В большую спортивную сумку всё не помещается, только вещи, обувь, косметика. Ещё остаются книги, пара игрушек, шампуни и бальзамы в ванной, статуэтка, рамки и прочие мелочи. Сам выбросит. На телефон падает смс, что такси ожидает. Надо видеть лицо таксиста, когда он понял, что его пассажир зарёванная опухшая панда.
Пока еду в такси на телефон безостановочно сыплются голосовые от Кая, не слушаю. Потому что, не хочу и не могу вникать в то, что он сейчас переживает, думает и говорит. Мне бы себя вытащить из анабиоза, куда я периодически проваливаюсь. Странное состояние, будто в вату завернули, ни звуков, ни красок, ни запахов, как воронка и ледяная дыра на месте сердца. И нечем дышать.

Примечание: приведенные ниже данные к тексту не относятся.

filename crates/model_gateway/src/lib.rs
#![deny(unused)]
//! Model Gateway for Cropbot.
//!
//! This crate provides the HTTP client for the text-generation host and
//! builds it from application configuration.

pub mod http_client;

pub use http_client::{ChatCompletionsClient, ChatCompletionsConfig};

use cropbot_core::{config::ModelGatewayConfig, Error, Result};

/// Create an LLM client from the `model_gateway` config section.
///
/// Fails with `Error::Config` when no API key is configured.
pub fn create_client_from_config(config: &ModelGatewayConfig) -> Result<ChatCompletionsClient> {
    let api_key = config
        .api_key
        .clone()
        .ok_or_else(|| Error::Config("model_gateway.api_key (or LLM_API_KEY) is not set".into()))?;

    ChatCompletionsClient::new(ChatCompletionsConfig {
        base_url: config.base_url.clone(),
        model: config.model.clone(),
        api_key,
    })
}

#[cfg(test)]
mod tests {
    use super::*;
    use secrecy::Secret;

    #[test]
    fn test_missing_api_key_is_config_error() {
        let config = ModelGatewayConfig::default();
        assert!(matches!(
            create_client_from_config(&config),
            Err(Error::Config(_))
        ));
    }

    #[test]
    fn test_builds_client_from_config() {
        let config = ModelGatewayConfig {
            api_key: Some(Secret::new("sk-test".to_string())),
            base_url: "http://127.0.0.1:9/v1".into(),
            ..Default::default()
        };
        let client = create_client_from_config(&config).unwrap();
        assert_eq!(client.endpoint().as_str(), "http://127.0.0.1:9/v1/chat/completions");
        assert_eq!(client.model(), "gpt-4o-mini");
    }
}
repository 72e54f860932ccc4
use bytes::Bytes;
use serde::{Deserialize, Serialize};
use std::fmt;

use super::chat::ChatId;

/// Image encodings the bot accepts.
#[derive(Debug, Clone, Copy, PartialEq, Eq, Hash, Serialize, Deserialize)]
#[serde(rename_all = "lowercase")]
pub enum ImageFormat {
    Jpeg,
    Png,
    Webp,
    Gif,
    Bmp,
    Tiff,
}

impl ImageFormat {
    /// The format every pending image is stored in.
    pub const CANONICAL: ImageFormat = ImageFormat::Jpeg;

    /// Map a MIME type (`image/png`, `image/jpeg; charset=…`) to a format.
    pub fn from_mime(mime: &str) -> Option<Self> {
        let essence = mime.split(';').next().unwrap_or("").trim().to_ascii_lowercase();
        match essence.as_str() {
            "image/jpeg" | "image/jpg" | "image/pjpeg" => Some(ImageFormat::Jpeg),
            "image/png" => Some(ImageFormat::Png),
            "image/webp" => Some(ImageFormat::Webp),
            "image/gif" => Some(ImageFormat::Gif),
            "image/bmp" | "image/x-ms-bmp" => Some(ImageFormat::Bmp),
            "image/tiff" => Some(ImageFormat::Tiff),
            _ => None,
        }
    }

    /// Get the file extension for this format.
    pub fn extension(&self) -> &'static str {
        match self {
            ImageFormat::Jpeg => "jpg",
            ImageFormat::Png => "png",
            ImageFormat::Webp => "webp",
            ImageFormat::Gif => "gif",
            ImageFormat::Bmp => "bmp",
            ImageFormat::Tiff => "tiff",
        }
    }

    pub fn is_canonical(&self) -> bool {
        *self == Self::CANONICAL
    }
}

impl fmt::Display for ImageFormat {
    fn fmt(&self, f: &mut fmt::Formatter<'_>) -> fmt::Result {
        f.write_str(self.extension())
    }
}

/// Image bytes in the canonical encoding, with their pixel size.
#[derive(Debug, Clone)]
pub struct NormalizedImage {
    pub bytes: Bytes,
    pub width: u32,
    pub height: u32,
}

/// The latest upload of a chat, waiting for a crop choice.
#[derive(Debug, Clone)]
pub struct PendingImage {
    pub chat_id: ChatId,
    /// Canonical (JPEG) bytes.
    pub bytes: Bytes,
    /// Encoding the user originally sent.
    pub source_format: ImageFormat,
    pub width: u32,
    pub height: u32,
}

impl PendingImage {
    pub fn new(chat_id: ChatId, source_format: ImageFormat, image: NormalizedImage) -> Self {
        Self {
            chat_id,
            bytes: image.bytes,
            source_format,
            width: image.width,
            height: image.height,
        }
    }
}

/// Per-chat position in the crop workflow.
#[derive(Debug, Clone, Default)]
pub enum ChatState {
    /// Nothing to crop.
    #[default]
    Idle,
    /// An image is stored and the crop menu has been offered.
    AwaitingChoice(PendingImage),
}

impl ChatState {
    pub fn pending(&self) -> Option<&PendingImage> {
        match self {
            ChatState::Idle => None,
            ChatState::AwaitingChoice(image) => Some(image),
        }
    }

    pub fn is_idle(&self) -> bool {
        matches!(self, ChatState::Idle)
    }
}
#![deny(unused)]
//! Governance for Cropbot.
//!
//! This crate provides:
//! - Logging setup
//! - Output guardrails for generated text

pub mod guardrails;
pub mod tracing_layer;

pub use guardrails::{
    CompositeGuardrail, EmptyOutputGuard, Guardrail, GuardrailResult, LinkGuard, MarkupGuard,
    ViolationType,
};
pub use tracing_layer::configure_tracing;
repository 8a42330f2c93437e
//! Conversion between canonical types and the Ollama wire format

use crate::protocol::ollama::{OllamaChatRequest, OllamaChatResponse, OllamaMessage};
use crate::types::{Candidate, Content, GenerateContentRequest, GenerateContentResponse, Part, Role};

// -- Outbound: canonical request -> Ollama wire request --

/// Map a canonical role onto the Ollama role vocabulary
pub fn to_ollama_role(role: Role) -> &'static str {
    match role {
        Role::User | Role::Tool => "user",
        Role::Model => "assistant",
        Role::System => "system",
    }
}

/// Concatenate canonical parts into a single message string
///
/// Inline-data parts are intentionally dropped rather than rejected:
/// the chat endpoint takes plain text, and a local model that cannot
/// see an image should still answer the textual portion of the turn.
fn to_ollama_content(parts: &[Part]) -> String {
    parts
        .iter()
        .filter_map(|p| match p {
            Part::Text { text } => Some(text.as_str()),
            Part::InlineData { .. } | Part::FunctionCall { .. } => None,
        })
        .collect()
}

/// Build the Ollama wire request for a canonical generation request
pub fn to_ollama_request(request: &GenerateContentRequest, model: &str) -> OllamaChatRequest {
    let messages = request
        .contents
        .iter()
        .map(|content| OllamaMessage {
            role: to_ollama_role(content.role).to_owned(),
            content: to_ollama_content(&content.parts),
        })
        .collect();

    OllamaChatRequest {
        model: model.to_owned(),
        messages,
        stream: false,
    }
}

// -- Inbound: Ollama wire response -> canonical response --

/// Map an Ollama chat response onto a single canonical text candidate
pub fn from_ollama_response(response: OllamaChatResponse) -> GenerateContentResponse {
    GenerateContentResponse {
        candidates: vec![Candidate {
            content: Content::new(Role::Model, vec![Part::text(response.message.content)]),
        }],
    }
}

#[cfg(test)]
mod tests {
    use super::*;

    #[test]
    fn role_mapping_is_total() {
        assert_eq!(to_ollama_role(Role::User), "user");
        assert_eq!(to_ollama_role(Role::Model), "assistant");
        assert_eq!(to_ollama_role(Role::System), "system");
        assert_eq!(to_ollama_role(Role::Tool), "user");
    }

    #[test]
    fn inline_data_is_dropped_not_rejected() {
        let request = GenerateContentRequest::from_contents(vec![Content::new(
            Role::User,
            vec![Part::text("hello"), Part::inline_data("image/png", "aGk=")],
        )]);

        let wire = to_ollama_request(&request, "llama3");
        assert_eq!(wire.messages[0].content, "hello");
        assert!(!wire.stream);
    }

    #[test]
    fn response_message_becomes_model_candidate() {
        let response = OllamaChatResponse {
            model: "llama3".to_owned(),
            message: OllamaMessage {
                role: "assistant".to_owned(),
                content: "hey".to_owned(),
            },
        };

        let canonical = from_ollama_response(response);
        assert_eq!(canonical.candidates[0].content.role, Role::Model);
        assert_eq!(canonical.candidates[0].content.as_text(), "hey");
    }
}
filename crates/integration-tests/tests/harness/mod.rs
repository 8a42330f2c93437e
pub mod mock_backend;
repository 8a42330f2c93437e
//! Backend-native wire format types
//!
//! One module per backend family. These structs mirror each backend's
//! HTTP API exactly; all canonical↔wire mapping lives in
//! [`crate::convert`].

pub mod anthropic;
pub mod gemini;
pub mod ollama;
pub mod openai;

Квартира встречает меня непривычной теперь тишиной, всё, так как мы оставили с Каем. Кидаю сумку с вещами у порога. Тяжёлая, дотаскала, живот тянет. В воздухе приятно пахнет яблоками этот освежитель, Кай выбрал. На диване между подушек валяется пульт, на журнальном столике обёртка от шоколадного яйца и игрушка из него же. Пупсики из серии «любовь это».